§ **EXERCISE DESCRIPTION**: Pick out each line of the records that includes the string "reactive", and copy it.

Saved entries:
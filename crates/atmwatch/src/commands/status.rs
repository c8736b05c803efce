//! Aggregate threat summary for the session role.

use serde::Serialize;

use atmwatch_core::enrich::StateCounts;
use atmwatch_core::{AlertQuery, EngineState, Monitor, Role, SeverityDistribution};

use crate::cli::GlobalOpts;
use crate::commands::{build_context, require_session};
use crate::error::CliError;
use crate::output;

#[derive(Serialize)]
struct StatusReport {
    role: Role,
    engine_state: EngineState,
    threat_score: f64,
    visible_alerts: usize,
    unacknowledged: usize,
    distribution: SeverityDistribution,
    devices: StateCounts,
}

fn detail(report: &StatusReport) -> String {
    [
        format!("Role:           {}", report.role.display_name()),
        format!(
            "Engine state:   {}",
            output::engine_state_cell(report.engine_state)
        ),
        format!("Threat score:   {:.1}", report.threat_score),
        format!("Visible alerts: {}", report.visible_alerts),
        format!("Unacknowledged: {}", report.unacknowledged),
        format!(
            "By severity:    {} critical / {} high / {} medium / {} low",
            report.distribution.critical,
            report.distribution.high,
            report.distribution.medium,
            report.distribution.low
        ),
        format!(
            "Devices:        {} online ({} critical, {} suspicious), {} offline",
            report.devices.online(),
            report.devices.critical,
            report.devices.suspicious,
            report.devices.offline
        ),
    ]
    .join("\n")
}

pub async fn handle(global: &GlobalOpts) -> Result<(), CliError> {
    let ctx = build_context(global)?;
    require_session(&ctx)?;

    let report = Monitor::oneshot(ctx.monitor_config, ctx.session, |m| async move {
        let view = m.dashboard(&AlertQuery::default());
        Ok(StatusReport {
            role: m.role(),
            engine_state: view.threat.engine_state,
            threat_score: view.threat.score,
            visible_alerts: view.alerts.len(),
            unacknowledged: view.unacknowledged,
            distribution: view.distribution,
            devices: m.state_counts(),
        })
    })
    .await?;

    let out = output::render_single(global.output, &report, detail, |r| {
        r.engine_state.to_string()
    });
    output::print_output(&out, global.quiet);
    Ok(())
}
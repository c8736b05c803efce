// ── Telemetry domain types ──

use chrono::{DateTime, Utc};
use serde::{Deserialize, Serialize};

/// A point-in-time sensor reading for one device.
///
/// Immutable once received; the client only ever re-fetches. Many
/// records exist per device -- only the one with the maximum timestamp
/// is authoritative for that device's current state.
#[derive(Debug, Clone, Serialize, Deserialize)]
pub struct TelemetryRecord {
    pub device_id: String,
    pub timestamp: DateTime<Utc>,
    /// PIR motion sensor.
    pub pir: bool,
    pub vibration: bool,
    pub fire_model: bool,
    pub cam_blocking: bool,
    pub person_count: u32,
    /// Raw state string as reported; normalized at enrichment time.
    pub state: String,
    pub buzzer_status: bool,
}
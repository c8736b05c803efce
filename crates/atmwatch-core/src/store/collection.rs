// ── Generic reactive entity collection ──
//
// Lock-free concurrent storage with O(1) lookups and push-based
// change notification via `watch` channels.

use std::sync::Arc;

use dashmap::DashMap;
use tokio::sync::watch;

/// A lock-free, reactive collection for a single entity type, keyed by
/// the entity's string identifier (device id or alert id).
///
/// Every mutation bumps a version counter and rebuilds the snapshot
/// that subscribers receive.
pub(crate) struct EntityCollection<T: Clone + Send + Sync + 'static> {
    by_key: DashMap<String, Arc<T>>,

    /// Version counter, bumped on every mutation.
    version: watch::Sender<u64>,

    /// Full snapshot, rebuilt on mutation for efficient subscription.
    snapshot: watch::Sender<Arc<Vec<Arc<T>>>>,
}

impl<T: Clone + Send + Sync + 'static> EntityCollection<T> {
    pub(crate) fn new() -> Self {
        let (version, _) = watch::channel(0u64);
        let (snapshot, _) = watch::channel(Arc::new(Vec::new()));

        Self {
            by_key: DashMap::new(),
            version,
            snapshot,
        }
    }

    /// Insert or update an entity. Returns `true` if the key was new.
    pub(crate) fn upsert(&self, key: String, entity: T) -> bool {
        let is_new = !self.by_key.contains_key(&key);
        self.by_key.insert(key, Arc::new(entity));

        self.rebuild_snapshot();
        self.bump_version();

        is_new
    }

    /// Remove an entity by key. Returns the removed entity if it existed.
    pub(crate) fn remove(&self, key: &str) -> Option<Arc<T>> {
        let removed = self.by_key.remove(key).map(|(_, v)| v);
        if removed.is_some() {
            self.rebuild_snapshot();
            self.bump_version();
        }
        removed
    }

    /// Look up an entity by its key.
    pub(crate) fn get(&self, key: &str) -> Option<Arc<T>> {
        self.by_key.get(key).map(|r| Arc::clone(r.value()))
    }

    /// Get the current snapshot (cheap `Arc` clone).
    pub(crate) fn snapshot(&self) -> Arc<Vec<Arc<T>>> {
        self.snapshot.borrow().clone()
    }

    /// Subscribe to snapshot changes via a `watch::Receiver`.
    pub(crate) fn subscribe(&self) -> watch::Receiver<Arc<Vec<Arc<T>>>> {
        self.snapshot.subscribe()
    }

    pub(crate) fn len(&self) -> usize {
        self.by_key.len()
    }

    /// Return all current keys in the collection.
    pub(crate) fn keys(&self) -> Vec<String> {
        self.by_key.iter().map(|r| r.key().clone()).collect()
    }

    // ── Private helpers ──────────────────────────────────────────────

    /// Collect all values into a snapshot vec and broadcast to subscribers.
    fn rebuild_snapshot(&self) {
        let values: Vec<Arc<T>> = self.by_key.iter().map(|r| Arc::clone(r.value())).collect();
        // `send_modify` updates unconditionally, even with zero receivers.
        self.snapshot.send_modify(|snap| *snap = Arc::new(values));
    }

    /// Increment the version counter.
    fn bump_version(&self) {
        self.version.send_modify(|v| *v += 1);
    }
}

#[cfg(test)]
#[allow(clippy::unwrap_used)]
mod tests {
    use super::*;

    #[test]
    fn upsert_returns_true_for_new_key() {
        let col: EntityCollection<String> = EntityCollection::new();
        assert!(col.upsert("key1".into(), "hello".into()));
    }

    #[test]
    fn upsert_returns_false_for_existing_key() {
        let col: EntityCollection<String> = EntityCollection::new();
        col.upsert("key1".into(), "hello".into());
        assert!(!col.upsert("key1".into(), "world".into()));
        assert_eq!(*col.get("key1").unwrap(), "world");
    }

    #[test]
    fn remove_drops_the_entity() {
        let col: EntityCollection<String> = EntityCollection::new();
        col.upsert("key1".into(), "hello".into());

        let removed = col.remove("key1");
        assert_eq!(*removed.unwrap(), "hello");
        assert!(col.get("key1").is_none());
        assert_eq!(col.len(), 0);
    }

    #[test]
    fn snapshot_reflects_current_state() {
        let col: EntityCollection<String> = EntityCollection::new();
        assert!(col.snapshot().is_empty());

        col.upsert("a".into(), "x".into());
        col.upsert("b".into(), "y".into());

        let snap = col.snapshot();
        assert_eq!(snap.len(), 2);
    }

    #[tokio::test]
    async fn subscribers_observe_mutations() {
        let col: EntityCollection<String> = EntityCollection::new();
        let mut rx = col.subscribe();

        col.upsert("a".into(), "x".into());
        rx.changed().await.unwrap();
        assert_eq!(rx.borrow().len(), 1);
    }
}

§ **SOLUTION**:
// ── Generic reactive entity collection ──
/// A lock-free, reactive collection for a single entity type, keyed by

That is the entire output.